● Problem description: Across the data below, in how many lines does the word "handler" appear? Give only the number.

[Stored data]
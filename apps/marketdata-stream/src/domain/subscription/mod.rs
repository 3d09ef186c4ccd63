//! Subscription Tracking Types
//!
//! Domain types for the desired set of instrument subscriptions and the
//! control messages that express changes to it.
//!
//! # Design
//!
//! The subscription set is the single source of truth for what the client
//! wants to receive. It is updated whether or not a connection is live, and
//! its full contents are replayed to the feed on every (re)connect. Only
//! additions and removals that actually change the set are reported back,
//! so callers can decide whether a control message is worth sending.

use std::collections::BTreeSet;
use std::sync::Arc;

use parking_lot::Mutex;
use serde::{Deserialize, Serialize};

use crate::domain::instrument::InstrumentId;

// =============================================================================
// Subscription Set
// =============================================================================

/// The set of instrument ids the client wants to receive.
///
/// Ordered so replay frames are deterministic.
#[derive(Debug, Clone, Default, PartialEq, Eq)]
pub struct SubscriptionSet {
    ids: BTreeSet<InstrumentId>,
}

/// Subscription set shared between the manager and the connection.
///
/// The connection holds this lock while queueing the replay frame so a
/// concurrent subscribe cannot slip between replay and session install.
pub type SharedSubscriptionSet = Arc<Mutex<SubscriptionSet>>;

impl SubscriptionSet {
    /// Create an empty set.
    #[must_use]
    pub fn new() -> Self {
        Self::default()
    }

    /// Create an empty set wrapped for sharing.
    #[must_use]
    pub fn shared() -> SharedSubscriptionSet {
        Arc::new(Mutex::new(Self::new()))
    }

    /// Add ids, returning those that were not already present.
    pub fn insert_all(&mut self, ids: impl IntoIterator<Item = InstrumentId>) -> Vec<InstrumentId> {
        ids.into_iter().filter(|id| self.ids.insert(*id)).collect()
    }

    /// Remove ids, returning those that were present.
    pub fn remove_all(&mut self, ids: impl IntoIterator<Item = InstrumentId>) -> Vec<InstrumentId> {
        ids.into_iter().filter(|id| self.ids.remove(id)).collect()
    }

    /// Whether an id is in the set.
    #[must_use]
    pub fn contains(&self, id: InstrumentId) -> bool {
        self.ids.contains(&id)
    }

    /// Number of subscribed instruments.
    #[must_use]
    pub fn len(&self) -> usize {
        self.ids.len()
    }

    /// Whether the set is empty.
    #[must_use]
    pub fn is_empty(&self) -> bool {
        self.ids.is_empty()
    }

    /// Ids in ascending order.
    #[must_use]
    pub fn snapshot(&self) -> Vec<InstrumentId> {
        self.ids.iter().copied().collect()
    }

    /// Control request that re-establishes this set on a fresh session.
    ///
    /// Returns `None` when there is nothing to replay.
    #[must_use]
    pub fn replay_request(&self) -> Option<SubscriptionRequest> {
        (!self.is_empty()).then(|| SubscriptionRequest::subscribe(self.snapshot()))
    }
}

// =============================================================================
// Subscription Changes
// =============================================================================

/// Net effect of one subscribe or unsubscribe call.
#[derive(Debug, Clone, Default, PartialEq, Eq)]
pub struct SubscriptionChanges {
    /// Ids that entered the set.
    pub added: Vec<InstrumentId>,
    /// Ids that left the set.
    pub removed: Vec<InstrumentId>,
    /// Whether a control message was handed to a live session.
    pub sent: bool,
}

impl SubscriptionChanges {
    /// Check if the set changed.
    #[must_use]
    pub fn is_empty(&self) -> bool {
        self.added.is_empty() && self.removed.is_empty()
    }
}

// =============================================================================
// Control Messages
// =============================================================================

/// Direction of a subscription control message.
#[derive(Debug, Clone, Copy, PartialEq, Eq, Serialize, Deserialize)]
#[serde(rename_all = "lowercase")]
pub enum SubscriptionAction {
    /// Start receiving ticks.
    Subscribe,
    /// Stop receiving ticks.
    Unsubscribe,
}

/// Control message sent to the feed as a JSON text frame.
///
/// Serializes as `{"action":"subscribe","instrumentIds":[...]}`.
#[derive(Debug, Clone, PartialEq, Eq, Serialize, Deserialize)]
#[serde(rename_all = "camelCase")]
pub struct SubscriptionRequest {
    /// Subscribe or unsubscribe.
    pub action: SubscriptionAction,
    /// Ids the action applies to.
    pub instrument_ids: Vec<InstrumentId>,
}

impl SubscriptionRequest {
    /// Build a subscribe request.
    #[must_use]
    pub const fn subscribe(instrument_ids: Vec<InstrumentId>) -> Self {
        Self {
            action: SubscriptionAction::Subscribe,
            instrument_ids,
        }
    }

    /// Build an unsubscribe request.
    #[must_use]
    pub const fn unsubscribe(instrument_ids: Vec<InstrumentId>) -> Self {
        Self {
            action: SubscriptionAction::Unsubscribe,
            instrument_ids,
        }
    }
}

// =============================================================================
// Tests
// =============================================================================
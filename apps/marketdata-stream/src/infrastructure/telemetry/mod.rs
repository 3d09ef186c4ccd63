//! Tracing and OpenTelemetry Export
//!
//! Installs the process-wide `tracing` subscriber: an [`EnvFilter`], a fmt
//! layer, and an OTLP span exporter when export is enabled.
//!
//! # Environment Variables
//!
//! - `MARKETDATA_LOG_LEVEL`: Level for this crate (default: info)
//! - `MARKETDATA_OTEL_ENABLED`: Set to "false" to skip OTLP export (default: true)
//! - `OTEL_EXPORTER_OTLP_ENDPOINT`: OTLP endpoint (default: http://localhost:4318)
//! - `OTEL_SERVICE_NAME`: Service name for traces (default: marketdata-stream)
//! - `RUST_LOG`: Extra directives, applied before the built-in ones
//!
//! Every stream session runs inside a [`session_span`], so feed logs from
//! one connection attempt share a span in the exported trace.

use opentelemetry::trace::TracerProvider as _;
use opentelemetry_otlp::WithExportConfig;
use opentelemetry_sdk::trace::SdkTracerProvider;
use tracing_subscriber::EnvFilter;
use tracing_subscriber::layer::SubscriberExt;
use tracing_subscriber::util::SubscriberInitExt;

const DEFAULT_SERVICE_NAME: &str = "marketdata-stream";
const DEFAULT_OTLP_ENDPOINT: &str = "http://localhost:4318";
const DEFAULT_LOG_LEVEL: &str = "info";

/// Dependencies that log per request or per frame at `info`/`debug`.
const QUIET_TARGETS: &[&str] = &[
    "tokio_tungstenite=warn",
    "tungstenite=warn",
    "reqwest=warn",
    "hyper=warn",
    "hyper_util=warn",
    "h2=warn",
    "rustls=warn",
    "opentelemetry_sdk=warn",
];

/// Telemetry setup errors.
#[derive(Debug, thiserror::Error)]
pub enum TelemetryError {
    /// A filter directive did not parse.
    #[error("invalid log directive: {0}")]
    Directive(#[from] tracing_subscriber::filter::ParseError),

    /// The OTLP exporter could not be built.
    #[error("OTLP exporter: {0}")]
    Exporter(#[from] opentelemetry_otlp::ExporterBuildError),

    /// A global subscriber was already installed.
    #[error("tracing subscriber already installed: {0}")]
    AlreadyInstalled(#[from] tracing_subscriber::util::TryInitError),
}

/// Flushes and shuts down span export when dropped.
pub struct TelemetryGuard {
    tracer_provider: Option<SdkTracerProvider>,
}

impl TelemetryGuard {
    /// Whether spans are being exported.
    #[must_use]
    pub const fn is_exporting(&self) -> bool {
        self.tracer_provider.is_some()
    }
}

impl Drop for TelemetryGuard {
    fn drop(&mut self) {
        if let Some(provider) = self.tracer_provider.take()
            && let Err(e) = provider.shutdown()
        {
            eprintln!("Failed to shut down span exporter: {e}");
        }
    }
}

/// Telemetry settings.
#[derive(Debug, Clone, PartialEq, Eq)]
pub struct TelemetryConfig {
    /// Level applied to this crate's targets.
    pub log_level: String,
    /// Whether spans are exported over OTLP.
    pub export_enabled: bool,
    /// OTLP exporter endpoint.
    pub otlp_endpoint: String,
    /// Service name attached to exported spans.
    pub service_name: String,
}

impl Default for TelemetryConfig {
    fn default() -> Self {
        Self {
            log_level: DEFAULT_LOG_LEVEL.to_string(),
            export_enabled: true,
            otlp_endpoint: DEFAULT_OTLP_ENDPOINT.to_string(),
            service_name: DEFAULT_SERVICE_NAME.to_string(),
        }
    }
}

impl TelemetryConfig {
    /// Read settings from the process environment.
    #[must_use]
    pub fn from_env() -> Self {
        Self::from_lookup(|key| std::env::var(key).ok())
    }

    /// Read settings from an arbitrary variable source.
    #[must_use]
    pub fn from_lookup<F>(lookup: F) -> Self
    where
        F: Fn(&str) -> Option<String>,
    {
        let defaults = Self::default();
        let non_empty = |key: &str| lookup(key).map(|v| v.trim().to_string()).filter(|v| !v.is_empty());

        Self {
            log_level: non_empty("MARKETDATA_LOG_LEVEL").unwrap_or(defaults.log_level),
            export_enabled: non_empty("MARKETDATA_OTEL_ENABLED")
                .is_none_or(|v| !v.eq_ignore_ascii_case("false")),
            otlp_endpoint: non_empty("OTEL_EXPORTER_OTLP_ENDPOINT").unwrap_or(defaults.otlp_endpoint),
            service_name: non_empty("OTEL_SERVICE_NAME").unwrap_or(defaults.service_name),
        }
    }

    /// Build the log filter: `RUST_LOG` first, then the crate level and the
    /// quiet dependency targets.
    ///
    /// # Errors
    ///
    /// Returns [`TelemetryError::Directive`] if the crate level is invalid.
    pub fn filter(&self) -> Result<EnvFilter, TelemetryError> {
        let crate_directive = format!("{}={}", env!("CARGO_CRATE_NAME"), self.log_level);
        let mut filter = EnvFilter::from_default_env().add_directive(crate_directive.parse()?);
        for target in QUIET_TARGETS {
            filter = filter.add_directive(target.parse()?);
        }
        Ok(filter)
    }
}

/// Install telemetry using settings from the environment.
///
/// Keep the returned guard alive until shutdown.
///
/// # Errors
///
/// Returns [`TelemetryError`] if the filter, exporter or subscriber fails.
pub fn init() -> Result<TelemetryGuard, TelemetryError> {
    init_with_config(&TelemetryConfig::from_env())
}

/// Install telemetry with explicit settings.
///
/// # Errors
///
/// Returns [`TelemetryError`] if the filter, exporter or subscriber fails.
pub fn init_with_config(config: &TelemetryConfig) -> Result<TelemetryGuard, TelemetryError> {
    let fmt_layer = tracing_subscriber::fmt::layer()
        .with_target(true)
        .with_thread_ids(false)
        .with_file(false)
        .with_line_number(false);

    if !config.export_enabled {
        tracing_subscriber::registry()
            .with(config.filter()?)
            .with(fmt_layer)
            .try_init()?;
        return Ok(TelemetryGuard {
            tracer_provider: None,
        });
    }

    let exporter = opentelemetry_otlp::SpanExporter::builder()
        .with_tonic()
        .with_endpoint(&config.otlp_endpoint)
        .build()?;

    let tracer_provider = SdkTracerProvider::builder()
        .with_batch_exporter(exporter)
        .with_resource(
            opentelemetry_sdk::Resource::builder()
                .with_service_name(config.service_name.clone())
                .build(),
        )
        .build();
    let otel_layer =
        tracing_opentelemetry::layer().with_tracer(tracer_provider.tracer(config.service_name.clone()));

    tracing_subscriber::registry()
        .with(config.filter()?)
        .with(fmt_layer)
        .with(otel_layer)
        .try_init()?;

    Ok(TelemetryGuard {
        tracer_provider: Some(tracer_provider),
    })
}

/// Span covering one stream session, from handshake to close.
#[must_use]
pub fn session_span(url: &str, session: u64) -> tracing::Span {
    tracing::info_span!("stream_session", %url, session)
}
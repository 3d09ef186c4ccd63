//! Market Data Stream Binary
//!
//! Logs in, loads the instrument catalog, connects to the feed and
//! subscribes to the configured instruments until shutdown.
//!
//! # Usage
//!
//! ```bash
//! cargo run --bin marketdata-stream
//! ```
//!
//! # Environment Variables
//!
//! ## Required
//! - `MARKETDATA_APP_KEY`: Application key
//! - `MARKETDATA_USER_ID`: User identifier
//! - `MARKETDATA_AUTH_URL`: Auth service base URL
//! - `MARKETDATA_API_URL`: REST API base URL
//! - `MARKETDATA_STREAM_URL`: Stream base URL
//! - `MARKETDATA_INSTRUMENT_URL`: Instrument catalog URL
//!
//! ## Optional
//! - `MARKETDATA_INSTRUMENTS`: Comma-separated symbols or ids to subscribe
//! - `MARKETDATA_HEARTBEAT_INTERVAL_SECS`: Keep-alive interval (default: 30)
//! - `MARKETDATA_RECONNECT_DELAY_SECS`: Reconnect delay (default: 5)
//! - `MARKETDATA_AUTO_RECONNECT`: Reconnect after loss (default: true)
//! - `MARKETDATA_CONNECT_TIMEOUT_SECS`: Handshake timeout (default: 10)
//! - `MARKETDATA_TICK_QUEUE_CAPACITY`: Dispatch queue size (default: 10000)
//! - `MARKETDATA_METRICS_PORT`: Prometheus metrics port (default: 0, disabled)
//! - `MARKETDATA_LOG_LEVEL`: Log level for this crate (default: info)
//! - `MARKETDATA_OTEL_ENABLED`: Export spans over OTLP (default: true)
//! - `RUST_LOG`: Extra log directives

use std::sync::Arc;
use std::sync::atomic::{AtomicU64, Ordering};
use std::time::Duration;

use anyhow::Context;
use marketdata_stream::infrastructure::telemetry;
use marketdata_stream::{
    AuthClient, CatalogClient, ClientConfig, ConnectionEvent, DirectoryHandle, MarketDataClient,
    Tick, init_metrics,
};
use tokio::signal;
use tokio::sync::broadcast;

/// How long startup waits for the first session.
const STARTUP_CONNECT_TIMEOUT: Duration = Duration::from_secs(30);

#[tokio::main]
async fn main() -> anyhow::Result<()> {
    rustls::crypto::ring::default_provider()
        .install_default()
        .map_err(|_| anyhow::anyhow!("failed to install rustls crypto provider"))?;

    load_dotenv();

    let _telemetry_guard = telemetry::init()?;

    tracing::info!("Starting market data stream");

    let config = ClientConfig::from_env()?;
    log_config(&config);

    if let Some(port) = config.metrics_port() {
        init_metrics(Some(port)).context("metrics exporter")?;
        tracing::info!(port, "Prometheus metrics enabled");
    }

    let auth = Arc::new(AuthClient::new(
        &config.endpoints.auth_url,
        config.credentials.clone(),
    )?);

    let directory = DirectoryHandle::empty();
    let catalog = CatalogClient::new(config.endpoints.instrument_url.clone())?;
    let instruments = catalog
        .refresh(&directory)
        .await
        .context("instrument catalog download")?;
    tracing::info!(instruments, "Instrument directory ready");

    let client = MarketDataClient::new(directory, config.stream_config(), auth);

    let ticks = Arc::new(AtomicU64::new(0));
    let counter = Arc::clone(&ticks);
    client.set_on_tick(move |tick: Tick| {
        let seen = counter.fetch_add(1, Ordering::Relaxed) + 1;
        tracing::debug!(
            instrument_id = tick.instrument_id,
            kind = tick.kind.as_str(),
            ltp = tick.ltp(),
            seen,
            "Tick"
        );
    });

    let events = client.events();
    tokio::spawn(log_events(events));

    // Resolved before the stream starts; the set is replayed once connected.
    if !config.instruments.is_empty() {
        let changes = client
            .subscribe(config.instruments.iter())
            .context("configured instruments")?;
        tracing::info!(added = changes.added.len(), "Subscribed to configured instruments");
    }

    if let Err(e) = client.connect(STARTUP_CONNECT_TIMEOUT).await {
        tracing::warn!(error = %e, "Initial connect did not complete, retrying in background");
    }

    tracing::info!("Market data stream ready");

    await_shutdown().await;

    client.stop().await;
    tracing::info!(ticks = ticks.load(Ordering::Relaxed), "Market data stream stopped");
    Ok(())
}

/// Log connection lifecycle events until the stream stops.
async fn log_events(mut events: broadcast::Receiver<ConnectionEvent>) {
    loop {
        match events.recv().await {
            Ok(ConnectionEvent::Connecting) => tracing::debug!("Feed connecting"),
            Ok(ConnectionEvent::Connected) => tracing::info!("Feed connected"),
            Ok(ConnectionEvent::Disconnected { code, reason }) => {
                tracing::warn!(?code, %reason, "Feed disconnected");
            }
            Ok(ConnectionEvent::Reconnecting { attempt, delay }) => {
                tracing::info!(attempt, delay_secs = delay.as_secs(), "Feed reconnecting");
            }
            Ok(ConnectionEvent::Stopped) | Err(broadcast::error::RecvError::Closed) => break,
            Err(broadcast::error::RecvError::Lagged(missed)) => {
                tracing::warn!(missed, "Event log lagged");
            }
        }
    }
}

/// Log the parsed configuration.
fn log_config(config: &ClientConfig) {
    tracing::info!(
        user_id = %config.credentials.user_id,
        instruments = config.instruments.len(),
        auto_reconnect = config.stream.auto_reconnect,
        metrics_port = config.metrics_port,
        "Configuration loaded"
    );
    tracing::debug!(
        auth_url = %config.endpoints.auth_url,
        api_url = %config.endpoints.api_url,
        stream_url = %config.endpoints.stream_url,
        instrument_url = %config.endpoints.instrument_url,
        "Endpoints"
    );
}

/// Load .env file from current directory or any ancestor directory.
fn load_dotenv() {
    if dotenvy::dotenv().is_ok() {
        return;
    }

    if let Ok(cwd) = std::env::current_dir() {
        let mut dir = cwd.as_path();
        while let Some(parent) = dir.parent() {
            let env_path = parent.join(".env");
            if env_path.exists() {
                let _ = dotenvy::from_path(&env_path);
                return;
            }
            dir = parent;
        }
    }
}

/// Wait for shutdown signal (SIGTERM or SIGINT).
#[allow(clippy::expect_used)]
async fn await_shutdown() {
    let ctrl_c = async {
        signal::ctrl_c()
            .await
            .expect("signal handler installation is critical for graceful shutdown");
    };

    #[cfg(unix)]
    let terminate = async {
        signal::unix::signal(signal::unix::SignalKind::terminate())
            .expect("SIGTERM handler installation is critical for graceful shutdown")
            .recv()
            .await;
    };

    #[cfg(not(unix))]
    let terminate = std::future::pending::<()>();

    tokio::select! {
        () = ctrl_c => {
            tracing::info!("Received Ctrl+C, initiating shutdown");
        }
        () = terminate => {
            tracing::info!("Received SIGTERM, initiating shutdown");
        }
    }
}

● Expected answer: 2